-- DATA FOR THIS EXERCISE follows --

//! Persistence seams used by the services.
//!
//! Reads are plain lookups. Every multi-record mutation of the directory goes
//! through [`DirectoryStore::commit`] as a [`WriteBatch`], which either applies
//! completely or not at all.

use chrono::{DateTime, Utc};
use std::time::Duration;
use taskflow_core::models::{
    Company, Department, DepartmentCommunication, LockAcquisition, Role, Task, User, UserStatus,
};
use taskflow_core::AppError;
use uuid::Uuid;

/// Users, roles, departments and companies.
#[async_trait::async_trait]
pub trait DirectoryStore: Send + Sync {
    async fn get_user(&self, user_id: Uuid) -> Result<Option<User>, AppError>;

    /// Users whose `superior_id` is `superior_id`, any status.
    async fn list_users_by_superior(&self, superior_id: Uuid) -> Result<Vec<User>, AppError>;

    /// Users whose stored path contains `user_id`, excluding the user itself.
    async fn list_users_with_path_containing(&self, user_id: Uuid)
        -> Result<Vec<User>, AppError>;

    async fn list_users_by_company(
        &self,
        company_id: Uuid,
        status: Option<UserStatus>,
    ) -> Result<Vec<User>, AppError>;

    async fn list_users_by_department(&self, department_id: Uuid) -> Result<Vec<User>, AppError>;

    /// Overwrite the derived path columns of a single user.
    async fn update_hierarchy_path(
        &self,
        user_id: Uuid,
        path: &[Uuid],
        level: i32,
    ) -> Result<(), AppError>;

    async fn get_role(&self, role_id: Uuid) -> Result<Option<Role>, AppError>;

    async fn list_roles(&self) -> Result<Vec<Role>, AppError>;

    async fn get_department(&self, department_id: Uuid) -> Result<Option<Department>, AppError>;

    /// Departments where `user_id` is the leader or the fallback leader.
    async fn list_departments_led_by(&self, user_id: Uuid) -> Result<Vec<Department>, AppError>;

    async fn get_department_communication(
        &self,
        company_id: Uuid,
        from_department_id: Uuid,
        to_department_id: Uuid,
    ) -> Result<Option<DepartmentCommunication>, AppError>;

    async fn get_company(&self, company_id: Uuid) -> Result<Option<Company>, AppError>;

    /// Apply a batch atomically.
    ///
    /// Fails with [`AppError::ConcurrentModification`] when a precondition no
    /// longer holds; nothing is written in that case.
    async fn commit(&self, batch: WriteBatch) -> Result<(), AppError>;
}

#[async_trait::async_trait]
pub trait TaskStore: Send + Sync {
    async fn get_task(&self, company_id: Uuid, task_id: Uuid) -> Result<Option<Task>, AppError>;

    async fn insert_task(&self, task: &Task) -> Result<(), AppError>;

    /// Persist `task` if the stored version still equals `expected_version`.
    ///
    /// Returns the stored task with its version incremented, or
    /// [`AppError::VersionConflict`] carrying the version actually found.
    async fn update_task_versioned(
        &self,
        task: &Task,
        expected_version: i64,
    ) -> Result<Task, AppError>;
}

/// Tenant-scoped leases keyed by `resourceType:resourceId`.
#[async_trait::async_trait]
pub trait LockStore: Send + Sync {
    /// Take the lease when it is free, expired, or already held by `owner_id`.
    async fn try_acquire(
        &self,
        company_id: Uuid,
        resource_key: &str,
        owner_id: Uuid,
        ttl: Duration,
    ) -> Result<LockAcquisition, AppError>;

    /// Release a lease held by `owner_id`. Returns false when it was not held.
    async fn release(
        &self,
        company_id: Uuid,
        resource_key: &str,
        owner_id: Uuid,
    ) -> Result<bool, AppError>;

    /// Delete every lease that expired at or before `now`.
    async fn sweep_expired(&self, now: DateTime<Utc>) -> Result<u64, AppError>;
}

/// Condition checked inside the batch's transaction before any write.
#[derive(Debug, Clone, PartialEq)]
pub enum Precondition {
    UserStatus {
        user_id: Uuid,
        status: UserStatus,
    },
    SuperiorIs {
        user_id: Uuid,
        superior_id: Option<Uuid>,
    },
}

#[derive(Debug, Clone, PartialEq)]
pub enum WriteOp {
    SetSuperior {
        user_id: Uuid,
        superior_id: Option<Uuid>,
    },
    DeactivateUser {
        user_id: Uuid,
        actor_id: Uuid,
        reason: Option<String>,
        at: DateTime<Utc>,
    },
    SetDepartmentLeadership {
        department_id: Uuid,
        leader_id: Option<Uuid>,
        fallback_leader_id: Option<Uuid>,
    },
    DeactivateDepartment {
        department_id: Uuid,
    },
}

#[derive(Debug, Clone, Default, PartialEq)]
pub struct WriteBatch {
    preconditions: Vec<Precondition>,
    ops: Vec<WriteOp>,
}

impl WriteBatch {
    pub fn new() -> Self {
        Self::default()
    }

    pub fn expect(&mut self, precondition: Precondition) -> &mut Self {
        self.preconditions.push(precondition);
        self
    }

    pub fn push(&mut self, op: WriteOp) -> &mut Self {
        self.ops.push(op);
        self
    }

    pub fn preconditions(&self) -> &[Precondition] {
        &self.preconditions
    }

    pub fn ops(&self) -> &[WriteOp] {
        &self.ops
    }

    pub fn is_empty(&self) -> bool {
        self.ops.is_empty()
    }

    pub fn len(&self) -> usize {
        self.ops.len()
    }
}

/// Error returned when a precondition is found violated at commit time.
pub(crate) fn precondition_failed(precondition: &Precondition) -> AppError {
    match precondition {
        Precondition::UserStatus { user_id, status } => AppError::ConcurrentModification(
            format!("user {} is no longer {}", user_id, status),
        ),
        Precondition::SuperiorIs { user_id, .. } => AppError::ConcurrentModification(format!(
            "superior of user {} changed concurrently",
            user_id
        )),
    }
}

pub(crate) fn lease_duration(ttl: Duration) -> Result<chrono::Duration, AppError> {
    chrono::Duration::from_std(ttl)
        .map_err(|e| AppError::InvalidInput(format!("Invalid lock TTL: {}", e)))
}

-- DATA FOR THIS EXERCISE concluded --

> **EXERCISE DIRECTIONS**
Copy every entry exactly. Leave nothing out.

> **RESPONSE FOR THIS EXERCISE**
//! Persistence seams used by the services.
//!
//! Reads are plain lookups. Every multi-record mutation of the directory goes
//! through [`DirectoryStore::commit`] as a [`WriteBatch`], which either applies
//! completely or not at all.

use chrono::{DateTime, Utc};
use std::time::Duration;
use taskflow_core::models::{
    Company, Department, DepartmentCommunication, LockAcquisition, Role, Task, User, UserStatus,
};
use taskflow_core::AppError;
use uuid::Uuid;

/// Users, roles, departments and companies.
#[async_trait::async_trait]
pub trait DirectoryStore: Send + Sync {
    async fn get_user(&self, user_id: Uuid) -> Result<Option<User>, AppError>;

    /// Users whose `superior_id` is `superior_id`, any status.
    async fn list_users_by_superior(&self, superior_id: Uuid) -> Result<Vec<User>, AppError>;

    /// Users whose stored path contains `user_id`, excluding the user itself.
    async fn list_users_with_path_containing(&self, user_id: Uuid)
        -> Result<Vec<User>, AppError>;

    async fn list_users_by_company(
        &self,
        company_id: Uuid,
        status: Option<UserStatus>,
    ) -> Result<Vec<User>, AppError>;

    async fn list_users_by_department(&self, department_id: Uuid) -> Result<Vec<User>, AppError>;

    /// Overwrite the derived path columns of a single user.
    async fn update_hierarchy_path(
        &self,
        user_id: Uuid,
        path: &[Uuid],
        level: i32,
    ) -> Result<(), AppError>;

    async fn get_role(&self, role_id: Uuid) -> Result<Option<Role>, AppError>;

    async fn list_roles(&self) -> Result<Vec<Role>, AppError>;

    async fn get_department(&self, department_id: Uuid) -> Result<Option<Department>, AppError>;

    /// Departments where `user_id` is the leader or the fallback leader.
    async fn list_departments_led_by(&self, user_id: Uuid) -> Result<Vec<Department>, AppError>;

    async fn get_department_communication(
        &self,
        company_id: Uuid,
        from_department_id: Uuid,
        to_department_id: Uuid,
    ) -> Result<Option<DepartmentCommunication>, AppError>;

    async fn get_company(&self, company_id: Uuid) -> Result<Option<Company>, AppError>;

    /// Apply a batch atomically.
    ///
    /// Fails with [`AppError::ConcurrentModification`] when a precondition no
    /// longer holds; nothing is written in that case.
    async fn commit(&self, batch: WriteBatch) -> Result<(), AppError>;
}

#[async_trait::async_trait]
pub trait TaskStore: Send + Sync {
    async fn get_task(&self, company_id: Uuid, task_id: Uuid) -> Result<Option<Task>, AppError>;

    async fn insert_task(&self, task: &Task) -> Result<(), AppError>;

    /// Persist `task` if the stored version still equals `expected_version`.
    ///
    /// Returns the stored task with its version incremented, or
    /// [`AppError::VersionConflict`] carrying the version actually found.
    async fn update_task_versioned(
        &self,
        task: &Task,
        expected_version: i64,
    ) -> Result<Task, AppError>;
}

/// Tenant-scoped leases keyed by `resourceType:resourceId`.
#[async_trait::async_trait]
pub trait LockStore: Send + Sync {
    /// Take the lease when it is free, expired, or already held by `owner_id`.
    async fn try_acquire(
        &self,
        company_id: Uuid,
        resource_key: &str,
        owner_id: Uuid,
        ttl: Duration,
    ) -> Result<LockAcquisition, AppError>;

    /// Release a lease held by `owner_id`. Returns false when it was not held.
    async fn release(
        &self,
        company_id: Uuid,
        resource_key: &str,
        owner_id: Uuid,
    ) -> Result<bool, AppError>;

    /// Delete every lease that expired at or before `now`.
    async fn sweep_expired(&self, now: DateTime<Utc>) -> Result<u64, AppError>;
}

/// Condition checked inside the batch's transaction before any write.
#[derive(Debug, Clone, PartialEq)]
pub enum Precondition {
    UserStatus {
        user_id: Uuid,
        status: UserStatus,
    },
    SuperiorIs {
        user_id: Uuid,
        superior_id: Option<Uuid>,
    },
}

#[derive(Debug, Clone, PartialEq)]
pub enum WriteOp {
    SetSuperior {
        user_id: Uuid,
        superior_id: Option<Uuid>,
    },
    DeactivateUser {
        user_id: Uuid,
        actor_id: Uuid,
        reason: Option<String>,
        at: DateTime<Utc>,
    },
    SetDepartmentLeadership {
        department_id: Uuid,
        leader_id: Option<Uuid>,
        fallback_leader_id: Option<Uuid>,
    },
    DeactivateDepartment {
        department_id: Uuid,
    },
}

#[derive(Debug, Clone, Default, PartialEq)]
pub struct WriteBatch {
    preconditions: Vec<Precondition>,
    ops: Vec<WriteOp>,
}

impl WriteBatch {
    pub fn new() -> Self {
        Self::default()
    }

    pub fn expect(&mut self, precondition: Precondition) -> &mut Self {
        self.preconditions.push(precondition);
        self
    }

    pub fn push(&mut self, op: WriteOp) -> &mut Self {
        self.ops.push(op);
        self
    }

    pub fn preconditions(&self) -> &[Precondition] {
        &self.preconditions
    }

    pub fn ops(&self) -> &[WriteOp] {
        &self.ops
    }

    pub fn is_empty(&self) -> bool {
        self.ops.is_empty()
    }

    pub fn len(&self) -> usize {
        self.ops.len()
    }
}

/// Error returned when a precondition is found violated at commit time.
pub(crate) fn precondition_failed(precondition: &Precondition) -> AppError {
    match precondition {
        Precondition::UserStatus { user_id, status } => AppError::ConcurrentModification(
            format!("user {} is no longer {}", user_id, status),
        ),
        Precondition::SuperiorIs { user_id, .. } => AppError::ConcurrentModification(format!(
            "superior of user {} changed concurrently",
            user_id
        )),
    }
}

pub(crate) fn lease_duration(ttl: Duration) -> Result<chrono::Duration, AppError> {
    chrono::Duration::from_std(ttl)
        .map_err(|e| AppError::InvalidInput(format!("Invalid lock TTL: {}", e)))
}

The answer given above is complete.